Citations sur Monarques (9)
Atteint d'une maladie congénitale incurable, j'ai suivi une scolarité en dents de scie. Je vivais comme les dauphins, immergé dans la douleur en mettant parfois le nez à l'air. Durant quelques semaines, rarement quelques mois, nous faisions des projets d'avenir. Je retournais au collège passer mes examens. Puis nous nous rendions à l'évidence. Il me serait impossible de mener une existence normale. Pourtant, je gardais espoir, car je baignais dans l'affection, et surtout, je me sentais capable de réussir ma vie. J'étais comme un point sur une feuille blanche, immobile et verrouillé, mais ce point contenait un cercle qui ne demandait qu'à s'élargir. La force qui m'emprisonnait pouvait aussi me porter. Il suffisait qu'elle s'exprime durablement.
Jérusalem. Aucun mot pour décrire cette mosaïque de la guerre et de la paix. La ville, découpée en segments antagonistes, forme un unique organisme, une même entité écartelée entre conservation de soi et reconnaissance de l'autre. Je pose mon front contre le mur des Lamentations. La pierre poreuse absorbe et restitue le silence qu'on lui confie. On s'incline seul, on se redresse foule. À deux pas, le tombeau du Christ. Un agrégat rocheux frotté de chair humaine.
Je referme mon carnet de notes. Il ressemble à une carte routière. Un enchevêtrement de directions que, pour la plupart, je n’emprunterai jamais. Je serais incapable de nommer un tel espace autrement qu’en disant qu’il constitue désormais le cadre élastique d’une histoire sans début ni fin, mais formant un bloc homogène de fragments qui semble très ancien.
Je glisse d'une réalité à l'autre, de l'écriture vers l'affirmation muette du quotidien, et je reviens de ce silence au mystère du langage.

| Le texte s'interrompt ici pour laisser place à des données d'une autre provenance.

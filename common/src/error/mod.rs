pub mod error_location;
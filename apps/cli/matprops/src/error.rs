use client_core::{ChannelKind, ComputeFailed, FailureKind};
use common::ErrorLocation;

use std::panic::Location;

use serde::Serialize;
use thiserror::Error;

/// Errors surfaced by the command-line host.
///
/// With `--json` the host prints these as `{"type": ..., "data": {...}}` on stdout.
#[derive(Debug, Error, Serialize)]
#[serde(tag = "type", content = "data")]
pub enum MatpropsError {
    /// Error from this App (logger, directories)
    #[error("Matprops Error: {message} {location}")]
    Matprops {
        message: String,
        location: ErrorLocation,
    },

    /// Configuration could not be loaded or is invalid
    #[error("Config Error: {message} {location}")]
    Config {
        message: String,
        location: ErrorLocation,
    },

    /// Command-line input does not form a valid request
    #[error("Invalid Request Error: {message} {location}")]
    InvalidRequest {
        message: String,
        location: ErrorLocation,
    },

    /// The answering channel failed
    #[error("Compute Error: {kind} on {channel} channel: {message} {location}")]
    Compute {
        kind: FailureKind,
        channel: ChannelKind,
        message: String,
        location: ErrorLocation,
    },
}

impl MatpropsError {
    /// Failure kind of a computation, if this error came from one.
    pub fn failure_kind(&self) -> Option<FailureKind> {
        match self {
            MatpropsError::Compute { kind, .. } => Some(*kind),
            _ => None,
        }
    }
}

impl From<ComputeFailed> for MatpropsError {
    #[track_caller]
    fn from(failed: ComputeFailed) -> Self {
        MatpropsError::Compute {
            kind: failed.kind,
            channel: failed.channel,
            message: failed.source.to_string(),
            location: ErrorLocation::from(Location::caller()),
        }
    }
}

L'amour est mon seul besoin, un amour troué, disloqué, mais obstiné, tout entier ramassé dans la littérature, notre petite éternité avant la mort. p 96
Je ne crois pas aux signes. Pourtant, certains hasards objectifs ont valeur de vérité. Me reviennent en mémoire les mots de Malaparte. "Ces morts, je les haïssais. Ils étaient les étrangers, les seuls, les vrais étrangers dans la patrie commune de tous les êtres vivants, dans notre partie commune, la vie." Pour les mêmes raisons, ces étrangers, ces morts, je les aime.
Il arrive qu'un nuage de papillons traverse le soir, une forme mouvante d'air et de soleil, comme une dernière proposition de la lumière. On est alors consolé de sa tristesse. Qu'on soit croyant ou non croyant, on éprouve le lien archaïque entre l'homme et l'éternel.
Le monarque est l’emblème des rêveurs, car il est pur désir de voyage. Tous les cinq ans ou dix ans, au retour d’El Nino, le ciel du Maghreb s’emplit de monarques. Nul ne connaît la raison de tels rassemblements. Il se peut que lc courant pacifique, fossoyeur des sociétés précolombiennes, ce grand souffle chaud déclenché par la Lune, entretienne une relation intime avec les papillons. Il se peut que les papillons, regroupés en gigantesque essaims à l’approche d’un danger mortel, multiplient leurs facultés et sachent percevoir leur salut, une zone tempérée, invisible mais réelle, à des milliers de kilomètres au-delà des montagnes et de la mer, un éden capable d’accueillir leur migration.
Une neige fine et sèche tombe sur la Moraine. L'extrémité du Grand-Champ disparaît dans la brume. Il y a une centaine d'année, notre propriété s'étendait jusqu'à la Sarine. Le remaniement a transformé la campagne suisse, découpant, redistribuant les champs, ou les réaffectant à l'élargissement des réseaux autoroutiers et ferroviaires.
Parmi ces enfants [qui "visitaient" Auschwitz], se tenait celui qui apprenait à reconstruire la machine d'abjection. Un enfant parmi les autres, que je n'ai pas reconnu, mais dont je sentais la présence, un enfant debout parmi les autres, silencieux et qui avançait les yeux ouverts, contemplait les vitrines, comptait lentement les meurtres à accomplir.